Tepat hari ini 116 tahun yang lalu, Presiden pertama kita, Presiden Soekarno, lahir. Namun di mana beliau lahir kerap menjadi perdebatan. Bahkan, pidato Presiden Joko Widodo (Jokowi) di momen Hari Kelahiran Pancasila 1 Juni dua tahun lalu salah menyebutkan tempat lahir Soekarno.

“Setiap kali saya berada di Blitar, kota kelahiran Proklamator kita, Bapak Bangsa kita, Bung Karno, hati saya selalu bergetar,” kata Jokowi dalam pidatonya.

Presiden Jokowi menyebut Blitar sebagai tempat lahirnya Soekarno. Tentu, keliru. Penyusun naskah pidato Jokowi saat itu, Sukardi Rinakit, pun telah mengakui kekeliruannya dan langsung menyampaikan permohonan maafnya kepada publik.

“Kesalahan tersebut sepenuhnya adalah kekeliruan saya dan menjadi tanggung jawab saya,” ujar Sukardi.

Lalu di mana sebenarnya Soekarno lahir?

Seorang arsitek dan juga pemerhati sejarah, Bambang Eryudhawan, seperti dikutip dari Historia.id memiliki bukti otentik perihal di mana lahirnya putra dari pasangan Raden Soekemi Sosrodihardjo dan Ida Ayu Nyoman Rai itu.

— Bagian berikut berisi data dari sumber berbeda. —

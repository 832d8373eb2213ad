/**
 * Application State Management
 *
 * This module defines the application state structure and implements
 * the `FromRef` traits for Axum state extraction.
 *
 * # Architecture
 *
 * The `AppState` struct is the central state container, holding:
 * - The realtime gateway handle
 * - The optional database pool
 * - The image upload directory
 *
 * # Thread Safety
 *
 * Everything here is cheap to clone per request: the gateway is behind
 * an `Arc`, `PgPool` is internally reference-counted, and the upload
 * directory is a small string.
 *
 * # State Extraction
 *
 * The `FromRef` implementations let handlers extract just the part of
 * the state they need - auth handlers take `State<Option<PgPool>>`,
 * message handlers take the full `AppState`.
 */
use axum::extract::FromRef;
use sqlx::PgPool;
use std::sync::Arc;

use crate::backend::error::ApiError;
use crate::backend::gateway::instance::Gateway;

/// Shared state for all HTTP and gateway handlers
#[derive(Clone)]
pub struct AppState {
    /// The process-wide realtime gateway
    pub gateway: Arc<Gateway>,
    /// Database pool; `None` runs the server storage-less
    pub db_pool: Option<PgPool>,
    /// Directory message images are written to
    pub upload_dir: String,
}

impl AppState {
    /// The database pool, or the persistence error handlers report
    /// when storage is required but not configured
    pub fn pool(&self) -> Result<&PgPool, ApiError> {
        self.db_pool.as_ref().ok_or_else(|| {
            tracing::error!("Database not configured");
            ApiError::persistence("database not configured")
        })
    }
}

impl FromRef<AppState> for Option<PgPool> {
    fn from_ref(state: &AppState) -> Self {
        state.db_pool.clone()
    }
}

impl FromRef<AppState> for Arc<Gateway> {
    fn from_ref(state: &AppState) -> Self {
        Arc::clone(&state.gateway)
    }
}
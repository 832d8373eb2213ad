/**
 * Realtime Gateway Event Envelopes
 *
 * Every frame on the gateway socket is a JSON object with a `type`
 * discriminator and the variant's fields at the same level. The two
 * enums here are the single source of truth for that wire format:
 * clients send `ClientEvent`, the server pushes `ServerEvent`.
 */
use serde::{Deserialize, Serialize};

use crate::shared::messages::{ChatMessage, NotificationPayload};

/// Frames a connected client may send to the gateway
///
/// Apart from `authenticate` itself, every event is rejected with a
/// sender-only error until the connection has authenticated.
#[derive(Debug, Clone, Serialize, Deserialize, PartialEq, Eq)]
#[serde(tag = "type", rename_all = "camelCase")]
pub enum ClientEvent {
    /// Presents a JWT; must be the first event on the socket
    #[serde(rename_all = "camelCase")]
    Authenticate { token: String },
    /// Subscribes the connection to a channel room
    #[serde(rename_all = "camelCase")]
    Join { channel_id: i64 },
    /// Unsubscribes from a channel room; a no-op when not joined
    #[serde(rename_all = "camelCase")]
    Leave { channel_id: i64 },
    /// Appends a new text message to a channel
    #[serde(rename_all = "camelCase")]
    Message { channel_id: i64, content: String },
    /// Replaces the text content of an existing message
    #[serde(rename_all = "camelCase")]
    UpdateMessage {
        channel_id: i64,
        message_id: i64,
        content: String,
    },
    /// Removes an existing message
    #[serde(rename_all = "camelCase")]
    DeleteMessage { channel_id: i64, message_id: i64 },
}

/// Frames the gateway pushes to connected clients
#[derive(Debug, Clone, Serialize, Deserialize, PartialEq, Eq)]
#[serde(tag = "type", rename_all = "camelCase")]
pub enum ServerEvent {
    /// Acknowledges a successful `authenticate`
    Authenticated,
    /// Sender-only failure report; the connection stays open
    #[serde(rename_all = "camelCase")]
    Error { message: String },
    /// A message was appended to a room this connection joined
    Message(ChatMessage),
    /// A message in a joined room was edited
    MessageUpdated(ChatMessage),
    /// A message in a joined room was removed
    #[serde(rename_all = "camelCase")]
    MessageDeleted { id: i64 },
    /// Workspace invitation notice, current alias
    Notification(NotificationPayload),
    /// Workspace invitation notice, older alias
    Invitation(NotificationPayload),
    /// Workspace invitation notice, oldest alias
    #[serde(rename = "global_invitation")]
    GlobalInvitation(NotificationPayload),
}
/**
 * Login Handler
 *
 * This module implements the user authentication handler for POST /api/auth/login.
 *
 * # Authentication Process
 *
 * 1. Look up user by username or email
 * 2. Verify password using bcrypt
 * 3. Generate JWT token
 * 4. Return token and user info
 *
 * # Security
 *
 * - Unknown user and wrong password return the same error, so the
 *   endpoint cannot be used to probe which accounts exist
 * - Passwords are never logged or returned in responses
 */
use axum::{extract::State, response::Json};
use bcrypt::verify;
use sqlx::PgPool;

use crate::backend::auth::handlers::types::{AuthResponse, LoginRequest, UserResponse};
use crate::backend::auth::sessions::create_token;
use crate::backend::auth::users::{get_user_by_email, get_user_by_username};
use crate::backend::error::ApiError;

/// Login handler
///
/// Verifies the username (or email) and password, and returns a JWT
/// token if authentication succeeds.
///
/// # Errors
///
/// * `Authentication` - Unknown user or wrong password
/// * `Persistence` - Database not configured, or a storage step failed
pub async fn login(
    State(pool): State<Option<PgPool>>,
    Json(request): Json<LoginRequest>,
) -> Result<Json<AuthResponse>, ApiError> {
    let pool = pool.ok_or_else(|| {
        tracing::error!("Database not configured");
        ApiError::persistence("database not configured")
    })?;
    tracing::info!("Login request for: {}", request.username);

    // An '@' means the caller typed their email instead of a username
    let user = if request.username.contains('@') {
        get_user_by_email(&pool, &request.username).await?
    } else {
        get_user_by_username(&pool, &request.username).await?
    };

    let user = user.ok_or_else(|| {
        tracing::warn!("User not found: {}", request.username);
        ApiError::authentication("invalid credentials")
    })?;

    let valid = verify(&request.password, &user.password_hash).map_err(|e| {
        tracing::error!("Password verification error: {:?}", e);
        ApiError::persistence("failed to verify password")
    })?;

    if !valid {
        tracing::warn!("Invalid password for user: {}", request.username);
        return Err(ApiError::authentication("invalid credentials"));
    }

    let token = create_token(user.id, user.email.clone()).map_err(|e| {
        tracing::error!("Failed to create token: {:?}", e);
        ApiError::persistence("failed to create session token")
    })?;

    tracing::info!("User logged in successfully: {} ({})", user.username, user.email);

    Ok(Json(AuthResponse {
        token,
        user: UserResponse {
            id: user.id,
            username: user.username,
            email: user.email,
            avatar_url: user.avatar_url,
        },
    }))
}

Bambang menunjukkan buku induk Technische Hogeschool (TH) –sebuah sekolah tinggi yang cikal bakal Institut Teknologi Bandung– yang memuat data Soekarno semasa kuliah di sana. Di dalam buku itu disebutkan (Raden) Soekarno lahir di Surabaya 6 Juni 1902, bukan 1901.

Secara otentik dipastikan Soekarno lahir di Surabaya, Jawa Timur. Sedangkan, tahun 1902, memang sengaja dibuat seperti itu di mana menjadi kebiasaan orang tua dulu untuk memudakan atau menuakan umur sang anak guna masuk ke sekolah.

“Buku ini mencatat semua nama mahasiswa baik yang lulus maupun yang tidak lulus dari TH. Bahkan apa pekerjaan mereka setelah lulus pun masuk dalam catatan,” kata Bambang.

Soekarno melanjutkan ke Technische Hoogeschool te Bandoeng (sekarang ITB) di Bandung dengan mengambil jurusan teknik sipil pada tahun 1921, setelah dua bulan dia meninggalkan kuliah, tetapi pada tahun 1922 mendaftar kembali dan tamat pada tahun 1926.

Pada akhirnya Bung Karno pun menjadi presiden pertama Indonesia yang juga dikenal sebagai arsitek alumni dari Technische Hoogeschool te Bandoeng (sekarang ITB), sekaligus yang pertama penggagas peci hitam di Indonesia.

Dalam buku Penyambung Lidah Rakyat Indonesia yang ditulis oleh Cindy Adams, seperti dikutipĀ  ide peci hitam mulanya dilatarbelakangi pembicaraan pernyataan Soekarno yang menyebut kaum intelejensia selalu menjauhkan diri dari rakyat jawa, khususnya yang menggunakan tutup kepala atau blangkon.

Keinginan Soekarno mempopulerkan peci hitam sebagai simbol ke-Indonesia-an tak menemui jalan mulus, ia ragu. Meski ia berusaha meyakinkan dirinya sendiri dengan bermonolog:

“Apakah engkau seorang pengekor atau pemimpin?”

“Aku seorang pemimpin.”

“Kalau begitu, buktikanlah,” batinnya lagi. “Majulah. Pakai pecimu. Tarik nafas yang dalam! Dan masuklah ke ruang rapat, sekarang!”

Dan, akhirnya, Soekarno pun memecah kesunyian dengan mengatakan bahwa bangsa ini butuh sebuah simbol kepribadian.

“Peci yang memiliki sifat khas ini, mirip yang dipakai oleh para buruh bangsa Melayu, adalah asli milik rakyat kita. Menurutku, marilah kita tegakkan kepala kita dengan memakai peci ini sebagai lambang Indonesia. Merdeka!” katanya.

Demikianlah sedikit dari begitu banyaknya kisah tentang Presiden Soekarno. Akhir kata, selamat ulang tahun, Bung Karno!